Soon after University of Virginia lacrosse player Yeardley Love was found dead in her apartment in May 2010, and her ex-boyfriend George Huguely V was charged in her death, U-Va. police officer Angela Tabler received a new assignment.
Instead of writing parking tickets and directing traffic, Tabler was given the full-time job of educating students, faculty and staff about domestic and dating violence, alcohol abuse and how the university police can help when they or someone they know is in trouble.
Tabler also is in charge of assisting students who are the victims of
crime by explaining their options, connecting them with resources, helping them obtain protective orders, holding their hands through the often intimidating court process and frequently calling to check in.
“I look at the community a little differently now,” Tabler said. “People will say to me, ‘Are you the same officer?’ I’m not.”
Tabler’s new job is one of many changes at U-Va. prompted by Love’s death. The university also sponsored a “Day of Dialogue” in September 2010 to discuss dating violence, safety and changes needed in campus culture.
Several student leaders say Love’s death and other incidents at U-Va. have prompted frank talks between friends about tough issues like dating violence, alcoholism and mental health issues.
“My generation, my age is still plagued by that feeling of being invincible,” said Pemberton Heath, 21, a fourth year student from North Carolina who helps to lead ongoing organized discussions between students, faculty and staff about improving U-Va.’s culture. “I think the events of spring 2010 reminded us of the fragility of life.”
The number of those conversations has likely increased this week, as Huguely appeared in a Charlottesville courtroom Monday for what is expected to be a two-week trial.
Tabler now fields dozens of calls — some in the middle of the night — from students worried about a friend or worried about themselves. She also has students referred to her from other departments on campus.
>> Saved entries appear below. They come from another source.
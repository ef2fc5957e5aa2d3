//! In-memory transport for tests and offline development.
//!
//! [`MockTransport`] records every `open` and `publish` call and lets the
//! caller script relay behavior: emit events, signal per-relay EOSE, drop
//! relays, reject publishes. Events are delivered to every live subscription
//! whose filter list matches, mirroring how a real relay evaluates REQ
//! filters.

use std::collections::HashSet;
use std::sync::atomic::{AtomicBool, Ordering};
use std::sync::Arc;

use async_trait::async_trait;
use parking_lot::Mutex;
use remembrall_core::{Event, Filter};
use tokio::sync::mpsc;
use tokio_util::sync::CancellationToken;

use super::{PublishOutcome, RelayTransport, RelayUrl, TransportMessage, TransportSub};

/// Channel capacity for mock subscriptions; large enough that tests never
/// hit backpressure.
const CHANNEL_CAPACITY: usize = 1024;

struct OpenRecord {
    relays: Vec<RelayUrl>,
    filters: Vec<Filter>,
    sender: Arc<Mutex<Option<mpsc::Sender<TransportMessage>>>>,
    token: CancellationToken,
}

#[derive(Default)]
struct MockInner {
    opens: Mutex<Vec<OpenRecord>>,
    published: Mutex<Vec<(Vec<RelayUrl>, Event)>>,
    reject: Mutex<HashSet<RelayUrl>>,
    auto_eose: AtomicBool,
}

/// Scriptable in-memory [`RelayTransport`].
#[derive(Clone, Default)]
pub struct MockTransport {
    inner: Arc<MockInner>,
}

impl MockTransport {
    /// Create a mock transport with no scripted behavior.
    pub fn new() -> Self {
        Self::default()
    }

    /// When set, every `open` receives an immediate EOSE from each relay.
    pub fn set_auto_eose(&self, enabled: bool) {
        self.inner.auto_eose.store(enabled, Ordering::SeqCst);
    }

    /// Make subsequent publishes to `relay` fail.
    pub fn reject_publishes_to(&self, relay: RelayUrl) {
        self.inner.reject.lock().insert(relay);
    }

    /// Total number of `open` calls seen, including closed ones.
    pub fn open_count(&self) -> usize {
        self.inner.opens.lock().len()
    }

    /// Number of subscriptions that have not been closed.
    pub fn live_count(&self) -> usize {
        self.inner
            .opens
            .lock()
            .iter()
            .filter(|open| !open.token.is_cancelled())
            .count()
    }

    /// The filters of the `idx`-th `open` call.
    pub fn open_filters(&self, idx: usize) -> Vec<Filter> {
        self.inner.opens.lock()[idx].filters.clone()
    }

    /// The relay set of the `idx`-th `open` call.
    pub fn open_relays(&self, idx: usize) -> Vec<RelayUrl> {
        self.inner.opens.lock()[idx].relays.clone()
    }

    /// Deliver an event from each subscription's first relay.
    ///
    /// The event is delivered to every live subscription whose filter list
    /// matches it. Returns the number of deliveries.
    pub fn emit(&self, event: Event) -> usize {
        let opens = self.inner.opens.lock();
        let mut delivered = 0;
        for open in opens.iter() {
            let relay = match open.relays.first() {
                Some(relay) => relay.clone(),
                None => continue,
            };
            delivered += Self::deliver(open, relay, event.clone());
        }
        delivered
    }

    /// Deliver an event attributed to a specific relay.
    ///
    /// Only subscriptions whose relay set contains `relay` are considered.
    pub fn emit_from(&self, relay: &RelayUrl, event: Event) -> usize {
        let opens = self.inner.opens.lock();
        let mut delivered = 0;
        for open in opens.iter() {
            if !open.relays.contains(relay) {
                continue;
            }
            delivered += Self::deliver(open, relay.clone(), event.clone());
        }
        delivered
    }

    /// Signal EOSE from every relay of every live subscription.
    pub fn eose_all(&self) {
        let opens = self.inner.opens.lock();
        for open in opens.iter() {
            if let Some(sender) = open.sender.lock().as_ref() {
                for relay in &open.relays {
                    let _ = sender.try_send(TransportMessage::Eose {
                        relay: relay.clone(),
                    });
                }
            }
        }
    }

    /// Signal EOSE from one relay on every subscription that includes it.
    pub fn eose_from(&self, relay: &RelayUrl) {
        let opens = self.inner.opens.lock();
        for open in opens.iter() {
            if !open.relays.contains(relay) {
                continue;
            }
            if let Some(sender) = open.sender.lock().as_ref() {
                let _ = sender.try_send(TransportMessage::Eose {
                    relay: relay.clone(),
                });
            }
        }
    }

    /// Drop a relay from every subscription that includes it.
    pub fn disconnect(&self, relay: &RelayUrl) {
        let opens = self.inner.opens.lock();
        for open in opens.iter() {
            if !open.relays.contains(relay) {
                continue;
            }
            if let Some(sender) = open.sender.lock().as_ref() {
                let _ = sender.try_send(TransportMessage::Disconnected {
                    relay: relay.clone(),
                });
            }
        }
    }

    /// Every `(relays, event)` pair submitted via `publish`.
    pub fn published(&self) -> Vec<(Vec<RelayUrl>, Event)> {
        self.inner.published.lock().clone()
    }

    fn deliver(open: &OpenRecord, relay: RelayUrl, event: Event) -> usize {
        if !Filter::any_match(&open.filters, &event) {
            return 0;
        }
        match open.sender.lock().as_ref() {
            Some(sender) => {
                let _ = sender.try_send(TransportMessage::Event { relay, event });
                1
            }
            None => 0,
        }
    }
}

#[async_trait]
impl RelayTransport for MockTransport {
    fn open(&self, relays: &[RelayUrl], filters: &[Filter]) -> TransportSub {
        let (tx, rx) = mpsc::channel(CHANNEL_CAPACITY);
        let token = CancellationToken::new();

        if self.inner.auto_eose.load(Ordering::SeqCst) {
            for relay in relays {
                let _ = tx.try_send(TransportMessage::Eose {
                    relay: relay.clone(),
                });
            }
        }

        let sender = Arc::new(Mutex::new(Some(tx)));

        // Drop the sender when the subscription is closed so the message
        // stream ends for the consumer.
        let watcher_sender = sender.clone();
        let watcher_token = token.clone();
        tokio::spawn(async move {
            watcher_token.cancelled().await;
            watcher_sender.lock().take();
        });

        self.inner.opens.lock().push(OpenRecord {
            relays: relays.to_vec(),
            filters: filters.to_vec(),
            sender,
            token: token.clone(),
        });

        TransportSub::new(rx, token)
    }

    async fn publish(&self, relays: &[RelayUrl], event: &Event) -> PublishOutcome {
        self.inner
            .published
            .lock()
            .push((relays.to_vec(), event.clone()));

        let reject = self.inner.reject.lock();
        let mut outcome = PublishOutcome {
            accepted: 0,
            total: relays.len(),
            failures: Vec::new(),
        };
        for relay in relays {
            if reject.contains(relay) {
                outcome
                    .failures
                    .push((relay.clone(), "rejected by mock".to_string()));
            } else {
                outcome.accepted += 1;
            }
        }
        outcome
    }
}
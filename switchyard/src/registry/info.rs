//
// Copyright 2026 Hans W. Uhlig. All Rights Reserved.
//
// Licensed under the Apache License, Version 2.0 (the "License");
// you may not use this file except in compliance with the License.
// You may obtain a copy of the License at
//
//      http://www.apache.org/licenses/LICENSE-2.0
//
// Unless required by applicable law or agreed to in writing, software
// distributed under the License is distributed on an "AS IS" BASIS,
// WITHOUT WARRANTIES OR CONDITIONS OF ANY KIND, either express or implied.
// See the License for the specific language governing permissions and
// limitations under the License.
//


use crate::capabilities::Capabilities;

/// A registered transport as seen by selection.
///
/// Produced by [`TransportRegistry::available_transports`](crate::registry::TransportRegistry::available_transports)
/// as an owned copy; changing it has no effect on the registry.
#[derive(Debug, Clone, PartialEq, Eq)]
pub struct TransportInfo {
    /// Transport type name, as known to the factory.
    pub name: String,
    /// Selection priority. Higher is preferred.
    pub priority: i32,
    /// Registered capabilities, or the empty descriptor if none were registered.
    pub capabilities: Capabilities,
}

impl TransportInfo {
    /// Create a new transport description.
    pub fn new(name: impl Into<String>, priority: i32, capabilities: Capabilities) -> Self {
        Self {
            name: name.into(),
            priority,
            capabilities,
        }
    }
}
“There has been a jump in calls,” she said. “We get a lot of people who call and say, ‘I’m not sure if this is something. . .’ We would rather them call and not need us than to not call.”
To Tabler, the increase in calls means that the training sessions and outreach efforts are working. She and others have provided training at new student orientation, handed out fliers at numerous events, visited sorority and fraternity houses and met with residence hall assistants, among a list of other things. Last year she estimates the police department reached 18,600 people.
The message at many of these events: Don’t stand by and do nothing if you or someone you know is in any sort of trouble. It’s a message that’s repeated “over and over and over again,” Tabler said. “We want them to know that it’s okay to talk to the police.”